Bob Dylan's song "The Times They Are A-Changin'" was released back in 1964 during an era of civil rights, social unrest, and political protest. For those of us who were living back then we would surely agree it was a time where things were changing! But the '60's weren't the only times that experienced great change. I suppose that in modern times the same thing could be said about any decade. And even now change seems to be happening at record speed in all spheres of life and culture: political, social, moral, economic, environmental, etc.
As Christians we've surely noted much change over the past few decades. This fact was highlighted to me recently by some old friends from New Zealand, Ian and Glenys Bayne. Ian is the pastor of Grace Presbyterian Church in Wellington, NZ. Ian and Glenys actually lived here in the B'ham area for a year or so back 10+ years ago. The Baynes also hosted our son, Addison, for 9 months back in 2006-07 during his gap year between high school and college. So we've known them quite a while and wanted to visit with them during their current holiday (vacation) here in the USA. Anita and I enjoyed talking, laughing, catching up, getting updates on various folks with the Baynes.
Ian mentioned a couple of times that things have drastically changed here since their last visit a decade ago. Ian said things are different here ... much less "Christian" ... much closer to the pagan / post-Christian culture he's familiar with in New Zealand. The last stanza of Dylan's song appropriately reminds us of how "rapidly fadin" are the values we once held here in the good ol' Bible-belt southern USA.
The line it is drawn
The curse it is cast
The slow one now
Will later be fast
As the present now
Will later be past
The order is rapidly fadin’
And the first one now will later be last
For the times they are a-changin’
This made me start thinking and asking myself a question - "I've been here at Community for almost 30 years and have seen many changes in our congregation and community but have we done a good job adapting our ministry model to the fundamental changes that have and are still taking place all around us?" I've concluded the answer is most likely "no." There are many things we do well as a church that shouldn't change and the core message of the gospel we proclaim certainly never changes. But have we been good students of the culture and made sure our ministry best meets the needs of the community in which we live? Have we adjusted our methods of reaching the unbeliever so that we can better relate to their way of thinking? Have we modified our ways of fellowship to facilitate better opportunities for people to live in community with one another? Have we tweaked our mercy ministry strategy as people's "needs" have evolved over the past several years? etc.
The temptation is to merely be trendy, utilize worldly principles at the expense of Biblical/theological integrity, allow culture to dictate what we do and how we do it, and merely give people what they want. This obviously isn't our goal or desire. But we really do need to make sure we understand that the Moody/Leeds we knew 10-15 years ago no longer exists (so says the objective voice of a friend from New Zealand) and we have the responsibility to make sure that all we do is both Biblically/theologically sound and culturally sensible and applicable.
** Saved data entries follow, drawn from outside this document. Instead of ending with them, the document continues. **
use std::path::{Path, PathBuf};

use memmap2::MmapMut;

use super::layout::{
    self, FrameStatus, FOOTER_OFFSET, FOOTER_SENTINEL, HEADER_OFFSET, HEADER_SENTINEL,
    HEIGHT_OFFSET, MAX_FRAME_BYTES, PAYLOAD_OFFSET, SIZE_OFFSET, TIMESTAMP_OFFSET, WIDTH_OFFSET,
};
use super::{load_status, map_region, store_status};
use crate::error::{BridgeError, Result};

/// Producer side of the frame channel.
///
/// Writes metadata and payload only while the slot is EMPTY or CONSUMED,
/// then flips the status to READY.
pub struct FrameWriter {
    path: PathBuf,
    mmap: MmapMut,
    published: u64,
}

impl FrameWriter {
    pub fn open(shm_dir: &Path, channel_id: u16) -> Result<Self> {
        Self::open_path(layout::channel_path(shm_dir, channel_id))
    }

    pub fn open_path<P: AsRef<Path>>(path: P) -> Result<Self> {
        let path = path.as_ref().to_path_buf();
        let mut mmap = map_region(&path)?;
        if layout::read_u64(&mmap, HEADER_OFFSET) != HEADER_SENTINEL
            || layout::read_u64(&mmap, FOOTER_OFFSET) != FOOTER_SENTINEL
        {
            layout::write_u64(&mut mmap, HEADER_OFFSET, HEADER_SENTINEL);
            layout::write_u64(&mut mmap, FOOTER_OFFSET, FOOTER_SENTINEL);
            store_status(&mmap, FrameStatus::Empty);
        }
        Ok(Self {
            path,
            mmap,
            published: 0,
        })
    }

    pub fn path(&self) -> &Path {
        &self.path
    }

    /// Frames published through this writer.
    pub fn published(&self) -> u64 {
        self.published
    }

    /// Publish a frame.
    ///
    /// Returns `Ok(false)` without touching the region when the previous
    /// frame has not been claimed yet.
    pub fn publish(&mut self, width: u32, height: u32, timestamp: u64, data: &[u8]) -> Result<bool> {
        if data.len() > MAX_FRAME_BYTES {
            return Err(BridgeError::CorruptFrame {
                declared: u32::try_from(data.len()).unwrap_or(u32::MAX),
                capacity: MAX_FRAME_BYTES,
            });
        }
        if FrameStatus::from_raw(load_status(&self.mmap)) == Some(FrameStatus::Ready) {
            return Ok(false);
        }

        layout::write_u32(&mut self.mmap, WIDTH_OFFSET, width);
        layout::write_u32(&mut self.mmap, HEIGHT_OFFSET, height);
        layout::write_u32(&mut self.mmap, SIZE_OFFSET, data.len() as u32);
        layout::write_u64(&mut self.mmap, TIMESTAMP_OFFSET, timestamp);
        self.mmap[PAYLOAD_OFFSET..PAYLOAD_OFFSET + data.len()].copy_from_slice(data);
        store_status(&self.mmap, FrameStatus::Ready);

        self.published += 1;
        Ok(true)
    }
}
But there is hope in the midst of all this change. The times truly are a-changin' and God is absolutely in control of it all. Did you catch the line in Dylan's song ... "the first one now will later be last." Might this be a reference to Mark 10:31? - "But many who are first will be last, and the last first." The life of a follower of Jesus Christ is constantly changing as we daily are to take up our cross, die to self, and live for Christ and holiness. This is a life of change because our sinful hearts are continually telling us to be first, to be the greatest, to exalt ourselves. Let's be those who are not freaked out by change ... rather let's learn to adjust to changing times! And let's embrace the change of learning to be "last" as the Scripture calls us to be.